* _PROBLEM STATEMENT_
Each line of the entries that mentions the string "Option" needs to be reported.
═════ INPUT
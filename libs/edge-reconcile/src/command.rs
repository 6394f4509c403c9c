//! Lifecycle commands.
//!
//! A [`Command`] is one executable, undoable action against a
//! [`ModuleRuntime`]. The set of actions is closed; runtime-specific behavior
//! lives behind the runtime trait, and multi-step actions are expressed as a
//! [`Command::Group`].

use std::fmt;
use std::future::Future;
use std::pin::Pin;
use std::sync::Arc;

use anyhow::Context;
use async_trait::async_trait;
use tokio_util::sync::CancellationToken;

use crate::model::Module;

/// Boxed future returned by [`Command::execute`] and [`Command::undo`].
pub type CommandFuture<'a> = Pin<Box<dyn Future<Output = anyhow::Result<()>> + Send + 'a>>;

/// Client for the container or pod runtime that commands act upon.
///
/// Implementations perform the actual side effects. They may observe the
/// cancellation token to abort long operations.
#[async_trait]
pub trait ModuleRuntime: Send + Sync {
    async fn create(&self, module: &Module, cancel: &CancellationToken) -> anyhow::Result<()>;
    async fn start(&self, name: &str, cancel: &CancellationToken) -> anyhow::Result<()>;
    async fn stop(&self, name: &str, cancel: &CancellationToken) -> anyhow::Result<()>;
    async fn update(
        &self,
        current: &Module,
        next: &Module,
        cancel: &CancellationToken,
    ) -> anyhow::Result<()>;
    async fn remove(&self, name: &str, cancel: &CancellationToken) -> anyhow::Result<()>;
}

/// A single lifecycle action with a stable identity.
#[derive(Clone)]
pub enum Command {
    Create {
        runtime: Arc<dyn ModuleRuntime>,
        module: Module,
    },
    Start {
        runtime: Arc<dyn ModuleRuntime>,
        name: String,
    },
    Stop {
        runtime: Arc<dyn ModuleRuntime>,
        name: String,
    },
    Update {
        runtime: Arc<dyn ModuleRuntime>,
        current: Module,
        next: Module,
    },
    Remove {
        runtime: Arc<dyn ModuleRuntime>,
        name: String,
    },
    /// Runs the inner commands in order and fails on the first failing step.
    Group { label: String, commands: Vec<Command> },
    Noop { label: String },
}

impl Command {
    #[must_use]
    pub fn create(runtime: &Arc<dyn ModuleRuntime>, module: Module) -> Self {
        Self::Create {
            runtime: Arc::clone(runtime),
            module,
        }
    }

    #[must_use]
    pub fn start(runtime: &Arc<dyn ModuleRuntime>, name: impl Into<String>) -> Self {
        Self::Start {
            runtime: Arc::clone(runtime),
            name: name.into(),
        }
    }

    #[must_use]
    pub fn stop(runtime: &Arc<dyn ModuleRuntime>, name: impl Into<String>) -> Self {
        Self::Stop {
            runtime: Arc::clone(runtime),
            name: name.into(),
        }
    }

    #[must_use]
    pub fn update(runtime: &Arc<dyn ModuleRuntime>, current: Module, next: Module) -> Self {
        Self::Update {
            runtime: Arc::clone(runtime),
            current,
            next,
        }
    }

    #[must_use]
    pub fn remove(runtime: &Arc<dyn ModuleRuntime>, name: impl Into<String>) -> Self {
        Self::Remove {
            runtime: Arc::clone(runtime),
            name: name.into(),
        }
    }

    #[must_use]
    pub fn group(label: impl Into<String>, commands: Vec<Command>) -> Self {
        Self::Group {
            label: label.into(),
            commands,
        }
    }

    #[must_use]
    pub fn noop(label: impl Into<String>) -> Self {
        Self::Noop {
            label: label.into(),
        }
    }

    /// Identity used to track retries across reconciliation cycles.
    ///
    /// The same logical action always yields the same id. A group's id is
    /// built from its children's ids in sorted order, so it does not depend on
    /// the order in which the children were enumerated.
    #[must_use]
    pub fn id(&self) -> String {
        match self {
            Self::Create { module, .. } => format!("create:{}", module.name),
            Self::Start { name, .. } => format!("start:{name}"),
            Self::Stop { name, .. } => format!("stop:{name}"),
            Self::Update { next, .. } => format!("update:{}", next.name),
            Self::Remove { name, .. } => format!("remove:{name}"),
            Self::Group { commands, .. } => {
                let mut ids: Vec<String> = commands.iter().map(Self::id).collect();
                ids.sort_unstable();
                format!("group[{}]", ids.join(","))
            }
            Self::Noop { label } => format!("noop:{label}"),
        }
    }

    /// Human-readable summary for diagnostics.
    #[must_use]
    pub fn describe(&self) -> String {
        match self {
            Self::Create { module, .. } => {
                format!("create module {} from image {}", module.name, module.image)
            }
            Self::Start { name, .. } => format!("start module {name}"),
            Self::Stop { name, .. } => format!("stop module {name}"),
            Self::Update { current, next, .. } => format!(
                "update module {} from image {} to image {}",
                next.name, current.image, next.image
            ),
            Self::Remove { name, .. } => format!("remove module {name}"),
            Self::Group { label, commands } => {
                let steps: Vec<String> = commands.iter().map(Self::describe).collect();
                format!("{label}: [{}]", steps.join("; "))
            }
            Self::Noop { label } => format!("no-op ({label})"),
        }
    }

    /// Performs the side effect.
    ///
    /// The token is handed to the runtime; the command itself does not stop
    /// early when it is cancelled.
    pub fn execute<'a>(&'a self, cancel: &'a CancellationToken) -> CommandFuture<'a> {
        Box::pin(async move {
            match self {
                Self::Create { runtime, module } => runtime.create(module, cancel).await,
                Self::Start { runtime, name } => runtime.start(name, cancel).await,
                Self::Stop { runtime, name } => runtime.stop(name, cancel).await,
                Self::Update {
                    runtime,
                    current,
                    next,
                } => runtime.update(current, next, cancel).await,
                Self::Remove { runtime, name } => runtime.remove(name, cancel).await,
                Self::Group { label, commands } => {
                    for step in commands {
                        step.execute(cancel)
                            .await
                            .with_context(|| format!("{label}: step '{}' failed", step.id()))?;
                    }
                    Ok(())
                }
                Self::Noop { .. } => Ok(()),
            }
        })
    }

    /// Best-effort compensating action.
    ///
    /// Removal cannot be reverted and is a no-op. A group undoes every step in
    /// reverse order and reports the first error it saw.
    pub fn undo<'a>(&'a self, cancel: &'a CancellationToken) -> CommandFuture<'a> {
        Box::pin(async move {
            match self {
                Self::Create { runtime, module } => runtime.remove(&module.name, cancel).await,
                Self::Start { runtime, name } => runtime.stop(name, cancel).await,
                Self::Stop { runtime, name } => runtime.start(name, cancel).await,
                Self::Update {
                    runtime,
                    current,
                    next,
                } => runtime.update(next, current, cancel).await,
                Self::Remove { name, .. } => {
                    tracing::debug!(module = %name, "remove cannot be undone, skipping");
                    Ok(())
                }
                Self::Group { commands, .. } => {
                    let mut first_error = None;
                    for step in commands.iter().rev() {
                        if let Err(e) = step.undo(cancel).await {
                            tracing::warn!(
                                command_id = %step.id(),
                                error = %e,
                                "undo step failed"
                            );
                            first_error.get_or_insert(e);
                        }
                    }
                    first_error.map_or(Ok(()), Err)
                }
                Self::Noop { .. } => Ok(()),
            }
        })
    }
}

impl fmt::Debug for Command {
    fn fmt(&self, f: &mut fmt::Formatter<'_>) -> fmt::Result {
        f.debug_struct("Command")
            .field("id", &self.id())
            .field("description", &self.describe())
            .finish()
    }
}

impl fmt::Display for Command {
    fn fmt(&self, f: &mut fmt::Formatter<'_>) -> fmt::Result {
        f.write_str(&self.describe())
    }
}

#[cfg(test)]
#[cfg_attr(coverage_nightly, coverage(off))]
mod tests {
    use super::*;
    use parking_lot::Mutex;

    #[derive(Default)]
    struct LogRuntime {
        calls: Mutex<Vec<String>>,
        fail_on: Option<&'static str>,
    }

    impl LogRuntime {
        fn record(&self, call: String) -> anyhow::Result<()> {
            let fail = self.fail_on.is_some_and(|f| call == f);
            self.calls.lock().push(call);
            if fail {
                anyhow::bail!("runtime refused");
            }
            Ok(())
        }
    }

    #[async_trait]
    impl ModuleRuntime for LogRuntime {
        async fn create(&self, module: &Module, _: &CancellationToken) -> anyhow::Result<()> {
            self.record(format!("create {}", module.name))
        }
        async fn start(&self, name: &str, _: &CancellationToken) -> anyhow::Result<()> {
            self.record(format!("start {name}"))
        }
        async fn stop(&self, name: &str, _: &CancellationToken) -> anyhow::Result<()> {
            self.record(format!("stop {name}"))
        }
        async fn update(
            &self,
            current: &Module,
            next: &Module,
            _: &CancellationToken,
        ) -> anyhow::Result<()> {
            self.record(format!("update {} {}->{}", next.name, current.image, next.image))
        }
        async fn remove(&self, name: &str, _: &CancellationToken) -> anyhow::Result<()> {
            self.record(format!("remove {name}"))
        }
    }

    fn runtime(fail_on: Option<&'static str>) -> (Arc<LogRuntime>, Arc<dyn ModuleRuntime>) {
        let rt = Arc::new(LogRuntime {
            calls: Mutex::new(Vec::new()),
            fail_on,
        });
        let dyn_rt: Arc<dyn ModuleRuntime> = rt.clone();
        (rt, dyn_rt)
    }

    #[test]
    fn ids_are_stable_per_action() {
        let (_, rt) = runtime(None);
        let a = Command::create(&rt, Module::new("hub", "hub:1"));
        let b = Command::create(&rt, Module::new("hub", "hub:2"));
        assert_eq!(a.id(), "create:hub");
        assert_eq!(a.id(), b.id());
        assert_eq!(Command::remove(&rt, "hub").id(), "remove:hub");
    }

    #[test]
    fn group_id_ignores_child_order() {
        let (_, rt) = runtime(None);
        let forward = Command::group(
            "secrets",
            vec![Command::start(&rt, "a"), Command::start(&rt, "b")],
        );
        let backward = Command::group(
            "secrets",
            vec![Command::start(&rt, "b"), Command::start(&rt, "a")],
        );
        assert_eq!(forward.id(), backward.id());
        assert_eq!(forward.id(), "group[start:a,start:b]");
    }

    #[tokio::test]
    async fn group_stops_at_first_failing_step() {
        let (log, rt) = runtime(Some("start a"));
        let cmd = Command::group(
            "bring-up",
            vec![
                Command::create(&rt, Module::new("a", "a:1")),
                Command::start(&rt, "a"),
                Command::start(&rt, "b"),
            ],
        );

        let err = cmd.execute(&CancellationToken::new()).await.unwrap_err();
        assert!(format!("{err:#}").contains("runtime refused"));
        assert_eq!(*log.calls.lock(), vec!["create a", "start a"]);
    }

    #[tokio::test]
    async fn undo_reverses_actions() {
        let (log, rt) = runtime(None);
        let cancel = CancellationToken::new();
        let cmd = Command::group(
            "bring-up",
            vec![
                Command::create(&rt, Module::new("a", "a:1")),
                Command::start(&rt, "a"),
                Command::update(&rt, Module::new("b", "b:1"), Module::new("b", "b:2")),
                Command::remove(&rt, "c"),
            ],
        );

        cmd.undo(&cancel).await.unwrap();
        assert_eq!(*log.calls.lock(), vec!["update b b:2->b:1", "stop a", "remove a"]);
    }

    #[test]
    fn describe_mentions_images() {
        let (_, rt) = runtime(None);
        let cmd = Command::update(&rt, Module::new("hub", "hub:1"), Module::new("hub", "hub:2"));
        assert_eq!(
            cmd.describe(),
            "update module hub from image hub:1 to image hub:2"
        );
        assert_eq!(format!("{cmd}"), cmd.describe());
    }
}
══════════
* _THE ANSWER_
        fail_on: Option<&'static str>,
    fn runtime(fail_on: Option<&'static str>) -> (Arc<LogRuntime>, Arc<dyn ModuleRuntime>) {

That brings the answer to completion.